Task to carry out
Please copy out the entries until you have copied the line that contains "use regex::Regex;", beginning with the first line.

Provided information
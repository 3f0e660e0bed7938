//! Path references and their resolution to local paths
//!
//! A path reference is one of:
//!
//! - `<relative/path>`: relative to the install path of the owning package,
//! - `@<package>:<relative/path>`: relative to another package's install path,
//! - `@?<package>:<relative/path>`: like the above, but optional. If the
//!   package is not installed the reference resolves to nothing instead of
//!   failing.

use std::fmt;
use std::path::PathBuf;
use std::sync::LazyLock;

use regex::Regex;

use crate::config::BuildMode;
use crate::error::{Error, Result};
use crate::package::PackageSet;

static PACKAGE_REFERENCE: LazyLock<std::result::Result<Regex, regex::Error>> =
    LazyLock::new(|| Regex::new(r"^@(\?)?([^:?][^:]*):(.*)$"));

/// A parsed path reference
#[derive(Debug, Clone, PartialEq, Eq)]
pub enum PathReference {
    /// Path relative to the owning package
    Local(String),
    /// Path relative to a named package
    Package {
        package: String,
        path: String,
        optional: bool,
    },
}

impl PathReference {
    /// Parse a reference string
    pub fn parse(reference: &str) -> Result<Self> {
        if reference.is_empty() {
            return Err(definition_error(reference, "the reference is empty"));
        }

        if !reference.starts_with('@') {
            return Ok(PathReference::Local(reference.to_string()));
        }

        let pattern = PACKAGE_REFERENCE
            .as_ref()
            .map_err(|e| Error::Regex(e.clone()))?;
        let captures = pattern.captures(reference).ok_or_else(|| {
            definition_error(reference, "expected \"@<package>:<path>\" or \"@?<package>:<path>\"")
        })?;

        Ok(PathReference::Package {
            optional: captures.get(1).is_some(),
            package: captures[2].to_string(),
            path: captures[3].to_string(),
        })
    }

    pub fn is_optional(&self) -> bool {
        matches!(self, PathReference::Package { optional: true, .. })
    }
}

impl fmt::Display for PathReference {
    fn fmt(&self, f: &mut fmt::Formatter<'_>) -> fmt::Result {
        match self {
            PathReference::Local(path) => f.write_str(path),
            PathReference::Package {
                package,
                path,
                optional,
            } => write!(f, "@{}{}:{}", if *optional { "?" } else { "" }, package, path),
        }
    }
}

fn definition_error(reference: &str, message: &str) -> Error {
    Error::ResourceDefinition {
        reference: reference.to_string(),
        message: message.to_string(),
    }
}

/// Outcome of resolving a single reference
#[derive(Debug, Clone, PartialEq, Eq)]
pub enum Resolved {
    /// The reference points to an existing local path.
    Found(PathBuf),
    /// The reference points nowhere; the reason is kept for reporting.
    NotFound(String),
}

/// Outcome of resolving every reference of a mapping
#[derive(Debug, Clone, Default, PartialEq, Eq)]
pub struct Resolution {
    /// Existing local paths, in declaration order
    pub sources: Vec<PathBuf>,
    /// Why the remaining references did not resolve
    pub errors: Vec<String>,
}

/// Turns path references into local filesystem paths
pub struct ReferenceResolver<'a> {
    packages: &'a PackageSet,
    mode: BuildMode,
}

impl<'a> ReferenceResolver<'a> {
    pub fn new(packages: &'a PackageSet, mode: BuildMode) -> Self {
        Self { packages, mode }
    }

    /// Resolve one reference owned by `owner`
    ///
    /// Unknown non-optional packages fail with [`Error::NoSuchPackage`]. In
    /// strict mode an unknown optional package fails with
    /// [`Error::ResourceDefinition`] and a missing local path with
    /// [`Error::Filesystem`]; in tolerant mode both resolve to
    /// [`Resolved::NotFound`].
    pub fn resolve(&self, reference: &PathReference, owner: &str) -> Result<Resolved> {
        let (package_name, relative) = match reference {
            PathReference::Local(path) => (owner, path.as_str()),
            PathReference::Package {
                package,
                path,
                optional,
            } => {
                if !self.packages.contains(package) {
                    if !optional {
                        return Err(Error::NoSuchPackage {
                            name: package.clone(),
                        });
                    }
                    if self.mode == BuildMode::Strict {
                        return Err(definition_error(
                            &reference.to_string(),
                            &format!("the optional package \"{}\" is not installed", package),
                        ));
                    }
                    return Ok(Resolved::NotFound(format!(
                        "The optional package \"{}\" is not installed",
                        package
                    )));
                }
                (package.as_str(), path.as_str())
            }
        };

        let install_path = self
            .packages
            .get(package_name)
            .map(|package| package.install_path())
            .ok_or_else(|| Error::NoSuchPackage {
                name: package_name.to_string(),
            })?;

        let local_path = if relative.is_empty() {
            install_path.to_path_buf()
        } else {
            install_path.join(relative)
        };

        if local_path.exists() {
            return Ok(Resolved::Found(local_path));
        }

        let message = format!(
            "The path \"{}\" referenced by \"{}\" does not exist",
            local_path.display(),
            reference
        );
        match self.mode {
            BuildMode::Strict => Err(Error::Filesystem { message }),
            BuildMode::Tolerant => Ok(Resolved::NotFound(message)),
        }
    }

    /// Resolve every reference of a mapping
    ///
    /// With `fail_on_error` the first error is returned; otherwise errors are
    /// recorded in the resolution and the remaining references are still tried.
    pub fn resolve_all(
        &self,
        references: &[PathReference],
        owner: &str,
        fail_on_error: bool,
    ) -> Result<Resolution> {
        let mut resolution = Resolution::default();

        for reference in references {
            match self.resolve(reference, owner) {
                Ok(Resolved::Found(path)) => resolution.sources.push(path),
                Ok(Resolved::NotFound(reason)) => resolution.errors.push(reason),
                Err(e) if fail_on_error => return Err(e),
                Err(e) => resolution.errors.push(e.to_string()),
            }
        }

        Ok(resolution)
    }
}

#[cfg(test)]
mod tests {
    use super::*;
    use crate::package::Package;
    use std::fs;
    use tempfile::TempDir;

    fn package_set(temp: &TempDir) -> PackageSet {
        let root_dir = temp.path().join("root");
        let theme_dir = temp.path().join("theme");
        fs::create_dir_all(root_dir.join("res")).unwrap();
        fs::create_dir_all(theme_dir.join("css")).unwrap();

        let mut packages = PackageSet::new(Package::root("root", &root_dir));
        packages.add(Package::new("acme/theme", &theme_dir)).unwrap();
        packages
    }

    #[test]
    fn test_parse_local_reference() {
        assert_eq!(
            PathReference::parse("res/css").unwrap(),
            PathReference::Local("res/css".to_string())
        );
    }

    #[test]
    fn test_parse_package_references() {
        assert_eq!(
            PathReference::parse("@acme/theme:css").unwrap(),
            PathReference::Package {
                package: "acme/theme".to_string(),
                path: "css".to_string(),
                optional: false,
            }
        );

        let optional = PathReference::parse("@?acme/theme:css").unwrap();
        assert!(optional.is_optional());
        assert_eq!(optional.to_string(), "@?acme/theme:css");
    }

    #[test]
    fn test_parse_rejects_malformed_references() {
        for reference in ["", "@acme", "@:css", "@?:css", "@??acme:css"] {
            assert!(
                matches!(
                    PathReference::parse(reference),
                    Err(Error::ResourceDefinition { .. })
                ),
                "{:?} should be rejected",
                reference
            );
        }
    }

    #[test]
    fn test_parse_many_references_with_shared_pattern() {
        let parsed: Vec<_> = (0..100)
            .map(|i| PathReference::parse(&format!("@?vendor/package{}:res/{}", i, i)).unwrap())
            .collect();

        assert_eq!(parsed.len(), 100);
        assert_eq!(
            parsed[42],
            PathReference::Package {
                package: "vendor/package42".to_string(),
                path: "res/42".to_string(),
                optional: true,
            }
        );
        assert!(matches!(
            PathReference::parse("@vendor/package1"),
            Err(Error::ResourceDefinition { .. })
        ));
    }

    #[test]
    fn test_resolve_local_and_package_references() {
        let temp = TempDir::new().unwrap();
        let packages = package_set(&temp);
        let resolver = ReferenceResolver::new(&packages, BuildMode::Tolerant);

        let local = resolver
            .resolve(&PathReference::parse("res").unwrap(), "root")
            .unwrap();
        assert_eq!(local, Resolved::Found(temp.path().join("root/res")));

        let remote = resolver
            .resolve(&PathReference::parse("@acme/theme:css").unwrap(), "root")
            .unwrap();
        assert_eq!(remote, Resolved::Found(temp.path().join("theme/css")));
    }

    #[test]
    fn test_resolve_unknown_package() {
        let temp = TempDir::new().unwrap();
        let packages = package_set(&temp);
        let resolver = ReferenceResolver::new(&packages, BuildMode::Tolerant);

        let required = resolver.resolve(&PathReference::parse("@missing:res").unwrap(), "root");
        assert!(matches!(required, Err(Error::NoSuchPackage { name }) if name == "missing"));

        let optional = resolver
            .resolve(&PathReference::parse("@?missing:res").unwrap(), "root")
            .unwrap();
        assert!(matches!(optional, Resolved::NotFound(_)));
    }

    #[test]
    fn test_resolve_strict_mode() {
        let temp = TempDir::new().unwrap();
        let packages = package_set(&temp);
        let resolver = ReferenceResolver::new(&packages, BuildMode::Strict);

        let optional = resolver.resolve(&PathReference::parse("@?missing:res").unwrap(), "root");
        assert!(matches!(optional, Err(Error::ResourceDefinition { .. })));

        let missing = resolver.resolve(&PathReference::parse("nowhere").unwrap(), "root");
        assert!(matches!(missing, Err(Error::Filesystem { .. })));
    }

    #[test]
    fn test_resolve_all_collects_errors_when_tolerant() {
        let temp = TempDir::new().unwrap();
        let packages = package_set(&temp);
        let resolver = ReferenceResolver::new(&packages, BuildMode::Tolerant);
        let references = vec![
            PathReference::parse("res").unwrap(),
            PathReference::parse("@missing:res").unwrap(),
            PathReference::parse("nowhere").unwrap(),
        ];

        let resolution = resolver.resolve_all(&references, "root", false).unwrap();
        assert_eq!(resolution.sources, vec![temp.path().join("root/res")]);
        assert_eq!(resolution.errors.len(), 2);

        let failed = resolver.resolve_all(&references, "root", true);
        assert!(matches!(failed, Err(Error::NoSuchPackage { .. })));
    }
}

Written reply
repository 3f0e660e0bed7938
//! Path references and their resolution to local paths
//!
//! A path reference is one of:
//!
//! - `<relative/path>`: relative to the install path of the owning package,
//! - `@<package>:<relative/path>`: relative to another package's install path,
//! - `@?<package>:<relative/path>`: like the above, but optional. If the
//!   package is not installed the reference resolves to nothing instead of
//!   failing.

use std::fmt;
use std::path::PathBuf;
use std::sync::LazyLock;

use regex::Regex;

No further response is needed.